Coda Cure: Conversation 3

The global burden of sepsis continues to challenge clinicians in its definition, diagnosis and treatment. The current COVID-19 pandemic seems to have almost taken our understanding of the Sepsis Syndrome back decades. What are the similarities between the current pandemic and sepsis? And what can we learn?

We have never avoided healthy controversy, and in this episode Simon Finfer puts the case that the multi-organ dysfunction and cytokine storm seen in critically ill COVID-19 infected patients is analogous to the conventional Sepsis Syndrome and ARDS.

Perhaps if we consider the current pandemic through a Sepsis lens, we can avoid making the same mistakes that we have made in Sepsis research for decades resulting in no licenced treatments for the Sepsis Syndrome.

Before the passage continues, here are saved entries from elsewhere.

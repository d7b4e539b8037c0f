//! Audit logger for append-only audit log
//!
//! Writes audit entries to a log file as line-delimited JSON (JSONL), one
//! complete JSON object per line, flushed on every write.

use std::fs::{File, OpenOptions};
use std::io::{BufRead, BufReader, Write};
use std::path::PathBuf;

use crate::error::{SatangError, SatangResult};

use super::entry::AuditEntry;

/// Handles writing audit entries to the audit log file
pub struct AuditLogger {
    /// Path to the audit log file
    log_path: PathBuf,
}

impl AuditLogger {
    /// Create a new AuditLogger that writes to the specified path
    pub fn new(log_path: PathBuf) -> Self {
        Self { log_path }
    }

    /// Log an audit entry
    ///
    /// Appends the entry as a JSON line and flushes immediately.
    pub fn log(&self, entry: &AuditEntry) -> SatangResult<()> {
        let mut file = OpenOptions::new()
            .create(true)
            .append(true)
            .open(&self.log_path)
            .map_err(|e| SatangError::Io(format!("Failed to open audit log: {}", e)))?;

        let json = serde_json::to_string(entry)
            .map_err(|e| SatangError::Json(format!("Failed to serialize audit entry: {}", e)))?;

        writeln!(file, "{}", json)
            .map_err(|e| SatangError::Io(format!("Failed to write audit entry: {}", e)))?;

        file.flush()
            .map_err(|e| SatangError::Io(format!("Failed to flush audit log: {}", e)))?;

        Ok(())
    }

    /// Read all audit entries from the log file
    ///
    /// Returns entries in chronological order (oldest first).
    pub fn read_all(&self) -> SatangResult<Vec<AuditEntry>> {
        if !self.log_path.exists() {
            return Ok(Vec::new());
        }

        let file = File::open(&self.log_path)
            .map_err(|e| SatangError::Io(format!("Failed to open audit log: {}", e)))?;

        let reader = BufReader::new(file);
        let mut entries = Vec::new();

        for (line_num, line) in reader.lines().enumerate() {
            let line = line.map_err(|e| {
                SatangError::Io(format!("Failed to read audit log line {}: {}", line_num + 1, e))
            })?;

            // Skip empty lines
            if line.trim().is_empty() {
                continue;
            }

            let entry: AuditEntry = serde_json::from_str(&line).map_err(|e| {
                SatangError::Json(format!(
                    "Failed to parse audit entry at line {}: {}",
                    line_num + 1,
                    e
                ))
            })?;

            entries.push(entry);
        }

        Ok(entries)
    }

    /// Read the most recent N entries from the log
    pub fn read_recent(&self, count: usize) -> SatangResult<Vec<AuditEntry>> {
        let all_entries = self.read_all()?;
        let skip = all_entries.len().saturating_sub(count);
        Ok(all_entries.into_iter().skip(skip).collect())
    }
}

#[cfg(test)]
mod tests {
    use super::*;
    use crate::audit::entry::{EntityType, Operation};
    use tempfile::TempDir;

    fn create_test_logger() -> (TempDir, AuditLogger) {
        let temp_dir = TempDir::new().unwrap();
        let logger = AuditLogger::new(temp_dir.path().join("audit.log"));
        (temp_dir, logger)
    }

    #[test]
    fn test_log_and_read() {
        let (_temp_dir, logger) = create_test_logger();

        logger
            .log(&AuditEntry::new(
                Operation::Create,
                EntityType::Goal,
                "goal-1",
                None,
            ))
            .unwrap();

        let entries = logger.read_all().unwrap();
        assert_eq!(entries.len(), 1);
        assert_eq!(entries[0].entity_id, "goal-1");
    }

    #[test]
    fn test_read_empty_log() {
        let (_temp_dir, logger) = create_test_logger();
        assert!(logger.read_all().unwrap().is_empty());
    }

    #[test]
    fn test_entries_append_in_order() {
        let (_temp_dir, logger) = create_test_logger();

        for i in 1..=3 {
            logger
                .log(&AuditEntry::new(
                    Operation::Create,
                    EntityType::Transaction,
                    format!("txn-{}", i),
                    None,
                ))
                .unwrap();
        }

        let entries = logger.read_all().unwrap();
        assert_eq!(entries.len(), 3);
        assert_eq!(entries[0].entity_id, "txn-1");
        assert_eq!(entries[2].entity_id, "txn-3");
    }

    #[test]
    fn test_read_recent() {
        let (_temp_dir, logger) = create_test_logger();

        for i in 1..=5 {
            logger
                .log(&AuditEntry::new(
                    Operation::Create,
                    EntityType::Transaction,
                    format!("txn-{}", i),
                    None,
                ))
                .unwrap();
        }

        let recent = logger.read_recent(2).unwrap();
        assert_eq!(recent.len(), 2);
        assert_eq!(recent[0].entity_id, "txn-4");
        assert_eq!(recent[1].entity_id, "txn-5");
    }
}
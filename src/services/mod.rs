//! Business logic layer

pub mod auth;

pub use auth::AuthService;
//! Path management for satang
//!
//! Provides platform-appropriate path resolution for configuration, data,
//! and exports.
//!
//! ## Path Resolution Order
//!
//! 1. `SATANG_DATA_DIR` environment variable (if set)
//! 2. The platform config directory via `directories`
//!    (Linux: `~/.config/satang`, macOS: `~/Library/Application
//!    Support/satang`, Windows: `%APPDATA%\satang`)

use std::path::PathBuf;

use directories::ProjectDirs;

use crate::error::SatangError;

/// Manages all paths used by satang
#[derive(Debug, Clone)]
pub struct SatangPaths {
    /// Base directory for all satang data
    base_dir: PathBuf,
}

impl SatangPaths {
    /// Create a new SatangPaths instance
    ///
    /// # Errors
    ///
    /// Returns an error if no home directory can be determined for the
    /// current user.
    pub fn new() -> Result<Self, SatangError> {
        let base_dir = if let Ok(custom) = std::env::var("SATANG_DATA_DIR") {
            PathBuf::from(custom)
        } else {
            let dirs = ProjectDirs::from("", "", "satang").ok_or_else(|| {
                SatangError::Config("Could not determine a home directory".into())
            })?;
            dirs.config_dir().to_path_buf()
        };

        Ok(Self { base_dir })
    }

    /// Create SatangPaths with a custom base directory (useful for testing)
    pub fn with_base_dir(base_dir: PathBuf) -> Self {
        Self { base_dir }
    }

    /// Get the base directory
    pub fn base_dir(&self) -> &PathBuf {
        &self.base_dir
    }

    /// Get the config directory (same as base for simplicity)
    pub fn config_dir(&self) -> PathBuf {
        self.base_dir.clone()
    }

    /// Get the data directory
    pub fn data_dir(&self) -> PathBuf {
        self.base_dir.join("data")
    }

    /// Get the export directory
    pub fn export_dir(&self) -> PathBuf {
        self.base_dir.join("exports")
    }

    /// Get the path to the settings file
    pub fn settings_file(&self) -> PathBuf {
        self.base_dir.join("config.json")
    }

    /// Get the path to the audit log
    pub fn audit_log(&self) -> PathBuf {
        self.base_dir.join("audit.log")
    }

    /// Get the path to users.json (the account store)
    pub fn users_file(&self) -> PathBuf {
        self.data_dir().join("users.json")
    }

    /// Get the path to session.json (the signed-in user)
    pub fn session_file(&self) -> PathBuf {
        self.data_dir().join("session.json")
    }

    /// Ensure all required directories exist
    ///
    /// Creates the base, data, and export directories.
    pub fn ensure_directories(&self) -> Result<(), SatangError> {
        std::fs::create_dir_all(&self.base_dir)
            .map_err(|e| SatangError::Io(format!("Failed to create base directory: {}", e)))?;

        std::fs::create_dir_all(self.data_dir())
            .map_err(|e| SatangError::Io(format!("Failed to create data directory: {}", e)))?;

        std::fs::create_dir_all(self.export_dir())
            .map_err(|e| SatangError::Io(format!("Failed to create export directory: {}", e)))?;

        Ok(())
    }

    /// Check if satang has been initialized (config file exists)
    pub fn is_initialized(&self) -> bool {
        self.settings_file().exists()
    }
}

Derek Angus agrees but makes the case that there are two distinct differences. Firstly, that the endothelial dysfunction appears different in COVID-19; and secondly, unlike sepsis in the case of COVID-19, the pathogen itself proceeds unabated by any currently proven treatment. This means we need a two pronged approach in COVID-19 research:

1: Strategies purely aimed at combating the virus

2: Strategies aimed at applying Sepsis lessons to the pandemic response.

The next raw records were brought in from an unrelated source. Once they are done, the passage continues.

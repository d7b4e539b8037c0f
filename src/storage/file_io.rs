//! File I/O utilities with atomic writes
//!
//! Provides safe file operations that won't corrupt data on failure.

use std::fs::{self, File};
use std::io::{BufReader, BufWriter, Write};
use std::path::Path;

use serde::{de::DeserializeOwned, Serialize};

use crate::error::SatangError;

/// Read JSON from a file, returning a default value if file doesn't exist
pub fn read_json<T, P>(path: P) -> Result<T, SatangError>
where
    T: DeserializeOwned + Default,
    P: AsRef<Path>,
{
    let path = path.as_ref();

    if !path.exists() {
        return Ok(T::default());
    }

    let file = File::open(path)
        .map_err(|e| SatangError::Storage(format!("Failed to open {}: {}", path.display(), e)))?;

    let reader = BufReader::new(file);
    serde_json::from_reader(reader)
        .map_err(|e| SatangError::Storage(format!("Failed to parse {}: {}", path.display(), e)))
}

/// Write JSON to a file atomically (write to temp, then rename)
///
/// This ensures that the file is either completely written or not modified at
/// all, preventing corruption on crashes or power failures.
pub fn write_json_atomic<T, P>(path: P, data: &T) -> Result<(), SatangError>
where
    T: Serialize,
    P: AsRef<Path>,
{
    let path = path.as_ref();

    // Ensure parent directory exists
    if let Some(parent) = path.parent() {
        fs::create_dir_all(parent).map_err(|e| {
            SatangError::Storage(format!(
                "Failed to create directory {}: {}",
                parent.display(),
                e
            ))
        })?;
    }

    // Temp file in the same directory (important for atomic rename)
    let temp_path = path.with_extension("json.tmp");

    let file = File::create(&temp_path)
        .map_err(|e| SatangError::Storage(format!("Failed to create temp file: {}", e)))?;

    let mut writer = BufWriter::new(file);
    serde_json::to_writer_pretty(&mut writer, data)
        .map_err(|e| SatangError::Storage(format!("Failed to serialize data: {}", e)))?;

    writer
        .flush()
        .map_err(|e| SatangError::Storage(format!("Failed to flush data: {}", e)))?;

    // Sync to disk before rename
    writer
        .get_ref()
        .sync_all()
        .map_err(|e| SatangError::Storage(format!("Failed to sync data: {}", e)))?;

    // Atomic rename
    fs::rename(&temp_path, path).map_err(|e| {
        // Try to clean up temp file if rename fails
        let _ = fs::remove_file(&temp_path);
        SatangError::Storage(format!("Failed to rename temp file: {}", e))
    })?;

    Ok(())
}
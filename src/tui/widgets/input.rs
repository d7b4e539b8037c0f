//! Text input widget
//!
//! A text input field with cursor support

use ratatui::{
    buffer::Buffer,
    layout::Rect,
    style::{Color, Style},
    text::{Line, Span},
    widgets::Widget,
};

/// A simple text input widget
#[derive(Debug, Clone)]
pub struct TextInput {
    /// Current text content
    pub content: String,
    /// Cursor position
    pub cursor: usize,
    /// Whether the input is focused
    pub focused: bool,
    /// Placeholder text
    pub placeholder: String,
    /// Label
    pub label: String,
}

impl TextInput {
    /// Create a new text input
    pub fn new() -> Self {
        Self {
            content: String::new(),
            cursor: 0,
            focused: false,
            placeholder: String::new(),
            label: String::new(),
        }
    }

    /// Set the label
    pub fn label(mut self, label: impl Into<String>) -> Self {
        self.label = label.into();
        self
    }

    /// Set the placeholder
    pub fn placeholder(mut self, placeholder: impl Into<String>) -> Self {
        self.placeholder = placeholder.into();
        self
    }

    /// Set content
    pub fn content(mut self, content: impl Into<String>) -> Self {
        self.content = content.into();
        self.cursor = self.content.len();
        self
    }

    /// Insert a character at the cursor
    pub fn insert(&mut self, c: char) {
        self.content.insert(self.cursor, c);
        self.cursor += c.len_utf8();
    }

    /// Delete character before cursor
    pub fn backspace(&mut self) {
        if self.cursor > 0 {
            let prev = self.content[..self.cursor]
                .chars()
                .next_back()
                .map(|c| c.len_utf8())
                .unwrap_or(0);
            self.cursor -= prev;
            self.content.remove(self.cursor);
        }
    }

    /// Move cursor left
    pub fn move_left(&mut self) {
        if self.cursor > 0 {
            let prev = self.content[..self.cursor]
                .chars()
                .next_back()
                .map(|c| c.len_utf8())
                .unwrap_or(0);
            self.cursor -= prev;
        }
    }

    /// Move cursor right
    pub fn move_right(&mut self) {
        if self.cursor < self.content.len() {
            let next = self.content[self.cursor..]
                .chars()
                .next()
                .map(|c| c.len_utf8())
                .unwrap_or(0);
            self.cursor += next;
        }
    }

    /// Clear the content
    pub fn clear(&mut self) {
        self.content.clear();
        self.cursor = 0;
    }

    /// Get the current content
    pub fn value(&self) -> &str {
        &self.content
    }
}

impl Default for TextInput {
    fn default() -> Self {
        Self::new()
    }
}

impl Widget for &TextInput {
    fn render(self, area: Rect, buf: &mut Buffer) {
        let label_width = if self.label.is_empty() {
            0
        } else {
            self.label.chars().count() + 2
        };

        let input_start = area.x + label_width as u16;

        // Render label if present
        if !self.label.is_empty() {
            let label_line = Line::from(vec![
                Span::styled(self.label.clone(), Style::default().fg(Color::Cyan)),
                Span::raw(": "),
            ]);
            buf.set_line(area.x, area.y, &label_line, label_width as u16);
        }

        // Determine display text
        let display_text = if self.content.is_empty() && !self.focused {
            self.placeholder.clone()
        } else {
            self.content.clone()
        };

        let text_style = if self.focused {
            Style::default().fg(Color::White)
        } else {
            Style::default().fg(Color::Yellow)
        };

        buf.set_string(input_start, area.y, &display_text, text_style);

        // Render cursor if focused
        if self.focused {
            let cursor_cols = self.content[..self.cursor].chars().count() as u16;
            let cursor_x = input_start + cursor_cols;
            if cursor_x < area.x + area.width {
                let cursor_char = self.content[self.cursor..]
                    .chars()
                    .next()
                    .unwrap_or('_');
                buf.set_string(
                    cursor_x,
                    area.y,
                    cursor_char.to_string(),
                    Style::default().fg(Color::Black).bg(Color::Cyan),
                );
            }
        }
    }
}

#[cfg(test)]
mod tests {
    use super::*;

    #[test]
    fn test_insert_and_backspace() {
        let mut input = TextInput::new();
        input.focused = true;
        for c in "150".chars() {
            input.insert(c);
        }
        assert_eq!(input.value(), "150");

        input.backspace();
        assert_eq!(input.value(), "15");
    }

    #[test]
    fn test_cursor_movement() {
        let mut input = TextInput::new().content("abc");
        assert_eq!(input.cursor, 3);

        input.move_left();
        input.insert('x');
        assert_eq!(input.value(), "abxc");

        input.move_right();
        assert_eq!(input.cursor, 4);
    }

    #[test]
    fn test_multibyte_content() {
        let mut input = TextInput::new();
        input.insert('฿');
        input.insert('5');
        assert_eq!(input.value(), "฿5");

        input.backspace();
        input.backspace();
        assert_eq!(input.value(), "");
    }

    #[test]
    fn test_clear() {
        let mut input = TextInput::new().content("something");
        input.clear();
        assert_eq!(input.value(), "");
        assert_eq!(input.cursor, 0);
    }
}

This episode is brought to you by MSD

Simon Finfer

Simon Finfer is an intensive care clinician and researcher in Sydney, a Professorial Fellow at The George Institute for Global Health, Adjunct Professor at the University of New South Wales, Senior Staff Specialist at Royal North Shore Hospital and Director of Intensive Care at the Sydney Adventist Hospital. Simon was a founding member and is a past-Chair of the Australian and New Zealand Intensive Care Society (ANZICS) Clinical Trials Group, past chair of the Council of the International Sepsis Forum, and current Vice President of the Global Sepsis Alliance. Simon was appointed an Officer (AO) in the Order of Australia in the Queen’s Birthday Honours List June 2020 for “distinguished service to intensive care medicine, to medical research and education, and to global health institutes”.